*TASK BRIEF*
Every line of the data that contains the string "config" must be copied.

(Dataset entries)
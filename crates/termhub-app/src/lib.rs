//! termhub: terminal sessions over a single resilient WebSocket
//!
//! The library half of the `termhub` binary. It wires the connection and
//! session crates into an async client runtime and hosts the companion PTY
//! server.

pub mod attach;
pub mod cli;
pub mod client;
pub mod config;
pub mod logging;
pub mod server;
pub mod storage;

pub use cli::{AttachArgs, Cli, Commands, ServeArgs};
pub use client::{ClientCommand, ClientEvent, ClientRuntime};
pub use config::{ClientSettings, ConfigError, FileConfig, ServerSettings};
pub use storage::FileStore;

*YOUR RESPONSE*
pub mod config;
pub use config::{ClientSettings, ConfigError, FileConfig, ServerSettings};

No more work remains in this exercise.